• [TASK TO COMPLETE]
Check the records below line by line, and report how many lines include the string "message". No other words are needed.

• [EXERCISE MATERIALS]
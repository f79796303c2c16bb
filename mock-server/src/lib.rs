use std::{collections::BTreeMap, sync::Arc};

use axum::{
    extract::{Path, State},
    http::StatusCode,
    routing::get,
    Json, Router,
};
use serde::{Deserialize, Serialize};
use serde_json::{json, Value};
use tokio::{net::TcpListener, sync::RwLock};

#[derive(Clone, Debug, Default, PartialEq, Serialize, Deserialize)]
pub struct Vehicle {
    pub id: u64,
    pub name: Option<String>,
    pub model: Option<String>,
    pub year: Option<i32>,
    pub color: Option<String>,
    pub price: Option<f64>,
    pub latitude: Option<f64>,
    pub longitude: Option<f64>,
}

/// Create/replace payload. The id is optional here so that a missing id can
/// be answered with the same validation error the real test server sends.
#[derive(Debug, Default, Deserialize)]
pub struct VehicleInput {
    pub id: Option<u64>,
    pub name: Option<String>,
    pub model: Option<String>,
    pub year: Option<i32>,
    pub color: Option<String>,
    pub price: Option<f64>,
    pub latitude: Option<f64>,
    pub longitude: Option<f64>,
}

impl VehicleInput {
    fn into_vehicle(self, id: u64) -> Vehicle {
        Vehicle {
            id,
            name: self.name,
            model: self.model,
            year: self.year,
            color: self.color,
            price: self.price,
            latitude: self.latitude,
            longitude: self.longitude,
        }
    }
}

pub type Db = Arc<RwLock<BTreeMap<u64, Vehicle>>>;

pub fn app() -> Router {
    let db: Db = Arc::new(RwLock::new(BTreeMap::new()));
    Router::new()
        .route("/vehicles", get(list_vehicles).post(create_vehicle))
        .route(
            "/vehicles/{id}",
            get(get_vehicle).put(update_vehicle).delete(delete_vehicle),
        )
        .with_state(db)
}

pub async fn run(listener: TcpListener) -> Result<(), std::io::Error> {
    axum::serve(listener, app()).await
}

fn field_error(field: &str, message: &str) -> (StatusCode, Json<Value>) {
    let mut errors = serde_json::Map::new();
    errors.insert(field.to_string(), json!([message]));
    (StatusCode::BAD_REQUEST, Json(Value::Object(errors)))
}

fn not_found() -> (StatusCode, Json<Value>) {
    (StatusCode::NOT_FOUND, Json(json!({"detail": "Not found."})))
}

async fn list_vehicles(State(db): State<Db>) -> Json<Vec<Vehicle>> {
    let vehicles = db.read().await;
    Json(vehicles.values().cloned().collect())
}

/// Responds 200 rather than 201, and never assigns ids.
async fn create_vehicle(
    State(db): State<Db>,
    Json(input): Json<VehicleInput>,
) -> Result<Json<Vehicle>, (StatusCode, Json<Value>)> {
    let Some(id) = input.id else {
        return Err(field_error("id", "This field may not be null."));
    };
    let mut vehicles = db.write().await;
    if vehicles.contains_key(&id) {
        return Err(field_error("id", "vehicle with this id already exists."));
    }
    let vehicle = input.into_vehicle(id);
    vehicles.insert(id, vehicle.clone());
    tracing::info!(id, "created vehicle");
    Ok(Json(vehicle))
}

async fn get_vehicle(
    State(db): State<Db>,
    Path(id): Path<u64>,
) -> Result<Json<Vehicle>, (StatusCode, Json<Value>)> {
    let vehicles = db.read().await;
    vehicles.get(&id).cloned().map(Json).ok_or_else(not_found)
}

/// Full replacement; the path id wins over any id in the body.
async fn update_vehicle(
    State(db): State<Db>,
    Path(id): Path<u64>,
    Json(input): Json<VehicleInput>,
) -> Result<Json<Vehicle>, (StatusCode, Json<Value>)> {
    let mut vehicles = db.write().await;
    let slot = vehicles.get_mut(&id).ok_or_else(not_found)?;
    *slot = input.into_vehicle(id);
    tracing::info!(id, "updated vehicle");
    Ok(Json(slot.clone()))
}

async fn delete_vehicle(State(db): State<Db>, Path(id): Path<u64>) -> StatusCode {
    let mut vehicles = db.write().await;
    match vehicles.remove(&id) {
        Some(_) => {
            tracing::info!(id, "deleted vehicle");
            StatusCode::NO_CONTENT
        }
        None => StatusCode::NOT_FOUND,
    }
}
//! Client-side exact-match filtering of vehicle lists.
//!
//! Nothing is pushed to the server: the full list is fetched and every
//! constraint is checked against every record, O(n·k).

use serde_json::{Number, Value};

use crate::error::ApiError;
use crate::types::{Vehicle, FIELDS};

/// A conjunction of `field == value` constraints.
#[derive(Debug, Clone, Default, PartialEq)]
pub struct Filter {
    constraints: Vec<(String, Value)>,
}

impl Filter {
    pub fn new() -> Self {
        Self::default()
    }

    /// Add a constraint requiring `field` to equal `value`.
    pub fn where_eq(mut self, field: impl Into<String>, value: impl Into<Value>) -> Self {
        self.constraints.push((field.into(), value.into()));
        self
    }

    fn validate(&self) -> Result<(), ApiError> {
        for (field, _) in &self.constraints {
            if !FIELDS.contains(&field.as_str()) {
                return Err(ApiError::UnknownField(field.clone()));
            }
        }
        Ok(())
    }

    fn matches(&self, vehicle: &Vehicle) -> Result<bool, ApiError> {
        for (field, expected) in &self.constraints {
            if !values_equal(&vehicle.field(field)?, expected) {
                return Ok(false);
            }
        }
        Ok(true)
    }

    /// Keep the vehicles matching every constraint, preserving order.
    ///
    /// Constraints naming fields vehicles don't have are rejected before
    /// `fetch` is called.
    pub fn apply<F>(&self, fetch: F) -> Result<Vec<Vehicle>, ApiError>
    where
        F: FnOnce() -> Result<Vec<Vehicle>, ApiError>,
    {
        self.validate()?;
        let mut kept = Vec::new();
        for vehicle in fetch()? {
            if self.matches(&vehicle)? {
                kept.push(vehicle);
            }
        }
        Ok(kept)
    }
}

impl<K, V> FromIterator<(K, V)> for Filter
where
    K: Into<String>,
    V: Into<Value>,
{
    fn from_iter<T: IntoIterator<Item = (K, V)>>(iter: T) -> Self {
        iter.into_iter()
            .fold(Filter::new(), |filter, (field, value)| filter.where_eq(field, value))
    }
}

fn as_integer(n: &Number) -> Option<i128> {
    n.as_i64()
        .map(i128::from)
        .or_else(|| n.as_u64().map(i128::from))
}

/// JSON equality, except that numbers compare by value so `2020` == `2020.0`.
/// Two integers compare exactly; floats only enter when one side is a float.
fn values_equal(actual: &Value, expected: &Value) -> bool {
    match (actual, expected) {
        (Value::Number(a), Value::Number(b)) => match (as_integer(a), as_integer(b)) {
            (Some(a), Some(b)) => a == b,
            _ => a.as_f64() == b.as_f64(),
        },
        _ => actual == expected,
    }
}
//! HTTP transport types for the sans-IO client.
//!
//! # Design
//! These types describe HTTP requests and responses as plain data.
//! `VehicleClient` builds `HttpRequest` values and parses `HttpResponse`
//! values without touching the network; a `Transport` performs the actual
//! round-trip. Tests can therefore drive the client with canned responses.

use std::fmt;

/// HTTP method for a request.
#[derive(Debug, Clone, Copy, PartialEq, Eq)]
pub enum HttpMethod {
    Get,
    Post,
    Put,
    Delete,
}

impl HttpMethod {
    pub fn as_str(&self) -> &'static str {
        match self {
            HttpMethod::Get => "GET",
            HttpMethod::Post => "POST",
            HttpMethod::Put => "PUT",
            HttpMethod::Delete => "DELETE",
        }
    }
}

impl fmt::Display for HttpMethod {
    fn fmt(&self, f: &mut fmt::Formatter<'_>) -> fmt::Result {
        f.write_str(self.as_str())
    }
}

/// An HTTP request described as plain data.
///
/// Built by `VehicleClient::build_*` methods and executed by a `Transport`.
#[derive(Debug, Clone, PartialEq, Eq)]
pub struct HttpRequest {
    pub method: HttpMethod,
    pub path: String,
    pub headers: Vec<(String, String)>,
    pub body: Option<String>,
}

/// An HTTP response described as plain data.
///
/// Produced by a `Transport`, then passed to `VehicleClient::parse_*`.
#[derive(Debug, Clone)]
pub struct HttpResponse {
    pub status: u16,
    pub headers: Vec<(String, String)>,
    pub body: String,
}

• [WRITTEN RESPONSE]
2